Honor nodded, her own expression equally grim. She, her hostess, and Elizabeth's other guests all sat in deep, old-fashioned, comfortable chairs in Elizabeth's's private retreat in King Michael's Tower. It was a welcoming, cheerful room, but Honor could taste the tangled flow of conflicting emotions deep inside Elizabeth. Emotions which stood in stark contrast to their surroundings.
Horror and dismay over the disastrous defeat the Navy had suffered at Grendelsbane. An awareness of how brutally the Fleet's strength had been wounded that terrified even the woman treecats called "Soul of Steel," especially in light of what the new Director of the Office of Naval Intelligence had reported about the probable strength of the Republican Navy. And mingled with all of that, the savage, vengeful joy she'd felt when the merciless requirements of formal protocol ground High Ridge's face into the totality of his ruin and disgrace as he surrendered his office.
"Is it true about Janacek?" she asked quietly, and it was White Haven's turn to nod.
"According to the Landing Police, there's no question but that it was suicide," he confirmed.
"Not that very many people were prepared to accept that in the immediate aftermath," his brother added with a harsh snort. "He knew where an awful lot of the bodies were buried, and quite a few people found it suspiciously . . . convenient that he should decide to blow his own brains out."
"Descroix?" Honor asked.
"We're not sure," Elizabeth admitted. "She tendered her resignation along with High Ridge, of course. And then, a couple of days later, she headed out to Beowulf on one of the day excursion ships . . . and didn't come back. From the looks of things, there was no foul play involved, unless it was her own. I think she planned on not coming back, although at this point no one has the least idea where she may have headed. All we know for sure it is that she transferred about twenty million dollars through a numbered DNA account on Beowulf to another account in the Stotterman System." The Queen grimaced. "You know what the Stotterman banking laws are like.
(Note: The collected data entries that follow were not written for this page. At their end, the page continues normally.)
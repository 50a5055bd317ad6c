//! JSON body arguments.

use serde_json::Value;

use crate::bridge::descriptor::{CallDescriptor, Parameter};
use crate::bridge::error::{BridgeError, Result};
use crate::bridge::json;
use crate::bridge::resolver::ResolveArgument;
use crate::bridge::value::TypedValue;

/// Reads arguments from a JSON request body, parsed once.
#[derive(Debug)]
pub struct JsonBodyResolver {
    document: Value,
    single: bool,
    names_unknown: bool,
    ignore_null_map_pairs: bool,
}

impl JsonBodyResolver {
    /// Parse the body.
    ///
    /// With exactly one declared parameter, a body that is not valid JSON is
    /// taken verbatim as a JSON string literal instead of failing.
    pub fn new(descriptor: &CallDescriptor, body: &[u8]) -> Result<Self> {
        let single = descriptor.parameters().len() == 1;
        let document = match serde_json::from_slice::<Value>(body) {
            Ok(document) => document,
            Err(e) if single => {
                tracing::debug!(error = %e, "Body is not JSON, passing it as a string literal");
                Value::String(String::from_utf8_lossy(body).into_owned())
            }
            Err(_) if body.is_empty() => return Err(BridgeError::EmptyBody),
            Err(e) => return Err(BridgeError::InvalidJsonBody(e.to_string())),
        };

        Ok(Self {
            document,
            single,
            names_unknown: descriptor.parameter_names_unknown(),
            ignore_null_map_pairs: descriptor.ignore_null_map_pairs(),
        })
    }

    fn convert(&self, value: &Value, parameter: &Parameter) -> Result<TypedValue> {
        json::convert_value(value, &parameter.ty, self.ignore_null_map_pairs)
    }

    fn field(&self, parameter: &Parameter) -> Result<Option<TypedValue>> {
        self.document
            .as_object()
            .and_then(|object| object.get(&parameter.name))
            .map(|value| self.convert(value, parameter))
            .transpose()
    }
}

impl ResolveArgument for JsonBodyResolver {
    fn get_argument(&self, parameter: &Parameter) -> Result<Option<TypedValue>> {
        match (self.single, self.names_unknown) {
            (true, true) => self.convert(&self.document, parameter).map(Some),
            (true, false) if self.document.is_object() => self.field(parameter),
            (true, false) => self.convert(&self.document, parameter).map(Some),
            (false, true) => self
                .document
                .as_array()
                .and_then(|items| items.get(parameter.index))
                .map(|value| self.convert(value, parameter))
                .transpose(),
            (false, false) => self.field(parameter),
        }
    }
}

#[cfg(test)]
mod tests {
    use super::*;
    use crate::bridge::descriptor::ArgumentSource;

    fn descriptor(specs: &[&str], names_unknown: bool) -> CallDescriptor {
        CallDescriptor::from_specs(specs, names_unknown, false, ArgumentSource::Body).unwrap()
    }

    #[test]
    fn test_single_unnamed_takes_whole_document() {
        let d = descriptor(&["java.util.List"], true);
        let r = JsonBodyResolver::new(&d, b"[1,2]").unwrap();
        assert_eq!(
            r.get_argument(&d.parameters()[0]),
            Ok(Some(TypedValue::List(vec![TypedValue::Integer(1), TypedValue::Integer(2)])))
        );
    }

    #[test]
    fn test_single_invalid_json_falls_back_to_string() {
        let d = descriptor(&["java.lang.String"], true);
        let r = JsonBodyResolver::new(&d, b"hello").unwrap();
        assert_eq!(r.get_argument(&d.parameters()[0]), Ok(Some(TypedValue::from("hello"))));

        let d = descriptor(&["int"], true);
        let r = JsonBodyResolver::new(&d, b"12x").unwrap();
        assert!(matches!(r.get_argument(&d.parameters()[0]), Err(BridgeError::InvalidArgument { .. })));
    }

    #[test]
    fn test_multiple_invalid_json_fails() {
        let d = descriptor(&["a:int", "b:int"], false);
        assert!(matches!(JsonBodyResolver::new(&d, b"{nope"), Err(BridgeError::InvalidJsonBody(_))));
        assert!(matches!(JsonBodyResolver::new(&d, b""), Err(BridgeError::EmptyBody)));
    }

    #[test]
    fn test_single_named_object_lookup() {
        let d = descriptor(&["id:long"], false);
        let r = JsonBodyResolver::new(&d, br#"{"id": 5, "other": 1}"#).unwrap();
        assert_eq!(r.get_argument(&d.parameters()[0]), Ok(Some(TypedValue::Long(5))));

        let r = JsonBodyResolver::new(&d, br#"{"other": 1}"#).unwrap();
        assert_eq!(r.get_argument(&d.parameters()[0]), Ok(None));

        // Not an object: the whole document is the value
        let r = JsonBodyResolver::new(&d, b"5").unwrap();
        assert_eq!(r.get_argument(&d.parameters()[0]), Ok(Some(TypedValue::Long(5))));
    }

    #[test]
    fn test_multiple_unnamed_index_into_array() {
        let d = descriptor(&["int", "java.lang.String", "int"], true);
        let r = JsonBodyResolver::new(&d, br#"[1, "two"]"#).unwrap();
        assert_eq!(r.get_argument(&d.parameters()[0]), Ok(Some(TypedValue::Integer(1))));
        assert_eq!(r.get_argument(&d.parameters()[1]), Ok(Some(TypedValue::from("two"))));
        assert_eq!(r.get_argument(&d.parameters()[2]), Ok(None));

        let r = JsonBodyResolver::new(&d, br#"{"a": 1}"#).unwrap();
        assert_eq!(r.get_argument(&d.parameters()[0]), Ok(None));
    }

    #[test]
    fn test_multiple_named_object_fields() {
        let d = descriptor(&["a:int", "b:java.util.Map"], false);
        let r = JsonBodyResolver::new(&d, br#"{"a": 1, "b": {"k": "v"}}"#).unwrap();
        assert_eq!(r.get_argument(&d.parameters()[0]), Ok(Some(TypedValue::Integer(1))));
        assert_eq!(
            r.get_argument(&d.parameters()[1]),
            Ok(Some(TypedValue::Map(vec![(TypedValue::from("k"), TypedValue::from("v"))])))
        );

        let r = JsonBodyResolver::new(&d, b"[1, 2]").unwrap();
        assert_eq!(r.get_argument(&d.parameters()[0]), Ok(None));
    }
}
It's going to take us at least ten or twelve T-years to get access to their records."
"Where did the money come from?" Honor wondered.
"We're working on that one from our end, Your Grace," Colonel Shemais put in diffidently. "So far, we don't have any definite leads, but there are a couple of at least slightly promising avenues for us to follow up. If we find what I expect to, we may be able to break Stotterman open a little sooner. They are part of the Solarian League, after all, and Sollie banking regulations are pretty specific about cooperating with embezzlement and malfeasance investigations."